Une tragédie lyrique gorgée de sud profond

Connaissant l’individu, il y a gros à parier que vous teniez celui qui fut son véritable livre de chevet, plus encore que Gatsby le magnifique ou L’adieu aux armes, chefs d’oeuvres universels que le bougre tapa mot pour mot à la machine afin d’apprendre à écrire comme les plus grands. De quoi piquer la curiosité du vrai fan de ‘HST’, et inciter à rechercher une copie de Tous les hommes du roi, certes récompensé du Prix Pulitzer en 1947 mais toujours méconnu en France. Bénie soit donc Monsieur Toussaint Louverture, la maison à laquelle nous devons l’actuelle édition française de cette oeuvre inclassable d’un critique et poète né en 1905 dans le Kentucky – dont était aussi originaire Thompson.

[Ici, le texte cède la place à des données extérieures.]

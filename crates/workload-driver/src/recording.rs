//! Driver that keeps every decoded call in memory.

use crate::driver::{Driver, DriverStat, StepStatus};
use crate::error::DriverError;
use async_trait::async_trait;
use std::collections::HashSet;
use tokio::sync::Mutex;
use workload_core::wire::decode;
use workload_core::{ResolvedUnit, RowBatch};

/// One call observed by a [`RecordingDriver`].
#[derive(Debug, Clone, PartialEq)]
pub enum Recorded {
    Unit(ResolvedUnit),
    Rows(RowBatch),
    Step(String, StepStatus),
}

/// Records calls in arrival order and can be told to fail named units.
#[derive(Debug, Default)]
pub struct RecordingDriver {
    calls: Mutex<Vec<Recorded>>,
    failing: HashSet<String>,
}

impl RecordingDriver {
    pub fn new() -> Self {
        Self::default()
    }

    /// Report a driver error for every unit with this name.
    pub fn failing_unit(mut self, name: impl Into<String>) -> Self {
        self.failing.insert(name.into());
        self
    }

    /// Everything recorded so far.
    pub async fn calls(&self) -> Vec<Recorded> {
        self.calls.lock().await.clone()
    }

    /// Recorded resolved units.
    pub async fn units(&self) -> Vec<ResolvedUnit> {
        self.calls
            .lock()
            .await
            .iter()
            .filter_map(|call| match call {
                Recorded::Unit(unit) => Some(unit.clone()),
                _ => None,
            })
            .collect()
    }

    /// Recorded row batches.
    pub async fn batches(&self) -> Vec<RowBatch> {
        self.calls
            .lock()
            .await
            .iter()
            .filter_map(|call| match call {
                Recorded::Rows(batch) => Some(batch.clone()),
                _ => None,
            })
            .collect()
    }

    /// Recorded step notifications.
    pub async fn steps(&self) -> Vec<(String, StepStatus)> {
        self.calls
            .lock()
            .await
            .iter()
            .filter_map(|call| match call {
                Recorded::Step(name, status) => Some((name.clone(), *status)),
                _ => None,
            })
            .collect()
    }
}

#[async_trait]
impl Driver for RecordingDriver {
    async fn run_unit(&self, unit: &[u8]) -> Result<DriverStat, DriverError> {
        let unit: ResolvedUnit = decode(unit)?;
        if self.failing.contains(unit.name()) {
            return Err(DriverError::driver(40001, format!("{} rejected", unit.name())));
        }
        let statements = unit.statement_count() as u64;
        self.calls.lock().await.push(Recorded::Unit(unit));
        Ok(DriverStat {
            statements,
            ..DriverStat::default()
        })
    }

    async fn insert_rows(&self, batch: &[u8], row_count: u64) -> Result<DriverStat, DriverError> {
        let batch: RowBatch = decode(batch)?;
        self.calls.lock().await.push(Recorded::Rows(batch));
        Ok(DriverStat {
            statements: 1,
            rows: row_count,
            ..DriverStat::default()
        })
    }

    async fn notify_step(&self, step: &str, status: StepStatus) -> Result<(), DriverError> {
        self.calls
            .lock()
            .await
            .push(Recorded::Step(step.to_string(), status));
        Ok(())
    }
}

«Ce n’est pas possible, ils ne sont pas vivants, pensai-je en traversant le hall, «pas vivants du tout»… Mais je savais qu’ils l’étaient. Voilà, on arrive dans un endroit inconnu, une ville comme Mason City, on prend des êtres pour des illusions, mais ils sont vivants ; vous savez qu’ils ont été enfants, qu’ils ont pataugé dans les rivières, et qu’un peu plus grands ils sortaient s’accouder à la clôture pour contempler la campagne et le ciel au soleil couchant, et ils ne comprenaient pas leurs propres sentiments, se demandant s’ils étaient heureux ou tristes. Puis, devenus adultes, ils couchaient avec leur femme, chatouillaient leurs bébés pour les faire rire, s’en allaient travailler le matin, tout cela sans savoir ce qu’ils voulaient, ce qui ne les empêchait pas d’agir en connaissance de cause et de chercher à bien faire, en tout cas ils fournissaient toujours de bonnes raisons pour expliquer leurs actes ; et, devenus vieux, ils perdaient tous motifs d’agir et s’installaient sur le banc du bourrelier et critiquaient les motifs d’autrui, mais ils en avaient oublié le sens»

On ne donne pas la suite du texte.